About 24 percent of Black people cannot read past a basic level compared to 14 percent White people. This information is not part of the OASIS dataset and probably shouldn’t be because the time and skills to assess reading ability are not available to us. There are ways around illiteracy as most nurses know but they take time. Take your time and be creative. Send us an account of how your teach patients who cannot read.
Patients younger than 62 who are referred to you may have Medicaid as a primary payor. In some states, Medicaid provides second rate health care encouraging the use of Emergency Room services when the patient is unable to wait for an appointment set in the distant future. Medicaid approvals for some medications take time. We can’t do anything about how the Medicaid system works but we can help the patients navigate the maze. The truth is that we should be able to treat patients the same regardless of payor source but that ship sailed a long time ago. If you want to be effective, you must know how the Medicaid system in your state functions.
Poverty and crime have an enduring relationship that isn’t likely to end soon. Even though you are Wonderwomen and Supermen, you are not able to flash your badge and arrest the bad guys. Consider the constant stress of living in a home where violent crime is common and how that might affect a patient. When family members are addicts, patient medications may be diverted leaving a patient in pain unless they want to report a loved one to the police. I have seen doors with multiple locks leaving me to wonder if there is an escape route in the event of a fire.
In rural areas, crime may not be a problem but the expense of getting to a physician’s office may be out of reach. Family members may be willing to drive the patient but if they work, they might lose an entire day’s wages. In these cases, it is possible that truly diligent assessments along with detailed reports to the physician may occasionally eliminate the need for an office visit.
Cheap food is frequently not on cardiac or diabetic diets. Plus it adds body weight complicating pretty much every disease or condition.

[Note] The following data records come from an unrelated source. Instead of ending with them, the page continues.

//! Command handlers, split by domain.
//!
//! A handler either sends its complete reply and returns `Ok`, or sends
//! nothing and returns the error for the loop to report. Frames a command
//! declares are read before any validation that could fail, so an error
//! never leaves unread data on the wire.

mod debug;
mod instances;
mod memory;
mod script;
mod variables;

use super::{Flow, WorkerState};
use crate::protocol::{Command, ControlMessage};
use crate::transport::Connection;
use crate::{Result, WorkerError};
use serde_json::{Map, Value};

pub(crate) async fn dispatch(
    command: Command,
    conn: &mut Connection,
    state: &mut WorkerState,
    message: &ControlMessage,
) -> Result<Flow> {
    match command {
        // Datasets
        Command::PutInstances => instances::put_instances(conn, state, message).await?,
        Command::GetInstances => instances::get_instances(conn, state, message).await?,
        Command::IpcInstances => instances::ipc_instances(conn, state, message).await?,

        // Shared memory
        Command::ShareInstances => memory::share_instances(conn, state, message).await?,
        Command::CloseSharedInstances => memory::close_shared_instances(conn, state).await?,

        // Scripts
        Command::ExecuteScript => script::execute_script(conn, state, message).await?,

        // Variables
        Command::GetVariableList => variables::get_variable_list(conn, state).await?,
        Command::GetVariableType => variables::get_variable_type(conn, state, message).await?,
        Command::GetVariableValue => variables::get_variable_value(conn, state, message).await?,
        Command::GetImage => variables::get_image(conn, state, message).await?,
        Command::VariableIsSet => variables::variable_is_set(conn, state, message).await?,
        Command::SetVariableValue => variables::set_variable_value(conn, state, message).await?,

        // Diagnostics
        Command::GetDebugBuffer => debug::get_debug_buffer(conn, state).await?,
        Command::Shutdown => {
            state.trace(state.startup_debug, "Received shutdown command...\n");
            return Ok(Flow::Shutdown);
        }
    }
    Ok(Flow::Continue)
}

// ============================================================================
// Parameter extraction helpers
// ============================================================================

/// Extract an optional string parameter.
pub(crate) fn get_str_param<'a>(params: &'a Map<String, Value>, key: &str) -> Option<&'a str> {
    params.get(key).and_then(Value::as_str)
}

/// Extract a required string parameter or return an error naming it.
pub(crate) fn require_str_param<'a>(
    params: &'a Map<String, Value>,
    context: &'static str,
    key: &'static str,
) -> Result<&'a str> {
    match params.get(key) {
        None | Some(Value::Null) => Err(WorkerError::MissingField {
            context,
            field: key,
        }),
        Some(value) => value.as_str().ok_or_else(|| WorkerError::InvalidField {
            field: key,
            message: format!("{} json message has a non-string {} entry!", context, key),
        }),
    }
}

/// Extract a required JSON object parameter.
pub(crate) fn require_object_param<'a>(
    params: &'a Map<String, Value>,
    context: &'static str,
    key: &'static str,
) -> Result<&'a Map<String, Value>> {
    match params.get(key) {
        None | Some(Value::Null) => Err(WorkerError::MissingField {
            context,
            field: key,
        }),
        Some(value) => value.as_object().ok_or_else(|| WorkerError::InvalidField {
            field: key,
            message: format!("{} json message has a non-object {} entry!", context, key),
        }),
    }
}

/// Extract an optional non-negative count. Negative counts read as zero.
pub(crate) fn get_count_param(params: &Map<String, Value>, key: &str) -> Option<u64> {
    let value = params.get(key)?;
    value
        .as_u64()
        .or_else(|| value.as_i64().map(|n| n.max(0) as u64))
        .or_else(|| value.as_f64().map(|n| n.max(0.0) as u64))
}

/// Extract a required non-negative count.
pub(crate) fn require_count_param(
    params: &Map<String, Value>,
    context: &'static str,
    key: &'static str,
) -> Result<u64> {
    get_count_param(params, key).ok_or(WorkerError::MissingField {
        context,
        field: key,
    })
}

#[cfg(test)]
mod tests {
    use super::*;
    use serde_json::json;

    fn params(value: Value) -> Map<String, Value> {
        value.as_object().cloned().unwrap()
    }

    #[test]
    fn test_require_str_param() {
        let p = params(json!({"script": "x = 1", "n": 3}));
        assert_eq!(require_str_param(&p, "execute script", "script").unwrap(), "x = 1");

        let err = require_str_param(&p, "execute script", "missing").unwrap_err();
        assert!(err.to_string().contains("missing"));

        let err = require_str_param(&p, "execute script", "n").unwrap_err();
        assert!(matches!(err, WorkerError::InvalidField { field: "n", .. }));
        assert!(!err.is_fatal());
    }

    #[test]
    fn test_null_counts_as_missing() {
        let p = params(json!({"header": null}));
        let err = require_object_param(&p, "put instances", "header").unwrap_err();
        assert_eq!(
            err.to_string(),
            "put instances json message does not contain a header entry!"
        );
    }

    #[test]
    fn test_count_param() {
        let p = params(json!({"a": 2, "b": -1, "c": 3.0, "d": "4"}));
        assert_eq!(get_count_param(&p, "a"), Some(2));
        assert_eq!(get_count_param(&p, "b"), Some(0));
        assert_eq!(get_count_param(&p, "c"), Some(3));
        assert_eq!(get_count_param(&p, "d"), None);
        assert!(require_count_param(&p, "put instances", "e").is_err());
        assert_eq!(get_str_param(&p, "d"), Some("4"));
    }
}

The fact is that poor people eat cheap food and patients who cannot read are unable to follow that food list you gave them, anyway.
As much as we would like to, we cannot teach the world to read, fix Medicaid or reduce crime. Driving patients to the physician’s office is impractical and basically a bad idea for reasons that would fill another blog post. You can’t even plant a garden in their backyard to provide vegetables.
We have to look for allies. Every agency should have a list of community services that can assist us in improving our patient’s’ chances of becoming a little more independent. It should be reviewed regularly and distributed to all nurses. Meals on Wheels isn’t the only service available.
We also need to realize that while outcomes are important, there are some things we cannot control. When someone has untreated hypertension resulting in a stroke prior to admission, it is unreasonable to expect the same good outcomes that result when a patient is referred after being diagnosed with hypertension before a stroke occurs. That doesn’t mean that we shouldn’t try our best.
The bitter pill to swallow is that our best may not be good enough. But, it could be better. Your personal best may be to spend an extra ten minutes with a patient so your functionally illiterate patient can understand the education you provided. An agency may adopt a policy where breaking even financially on poor and Black patients is acceptable and schedule a few more visits. Case managers could supplement visits with regular phone calls. Safety for nurses and patients may be enhanced by an inservice from local law enforcement.
The value of a life is constant throughout races and economic status. As Malcomb Forbes once said, “You can easily judge the character of a man by how he treats those who can do nothing for him.” But you may be surprised. The people who appear to be able to do nothing for you often do the most.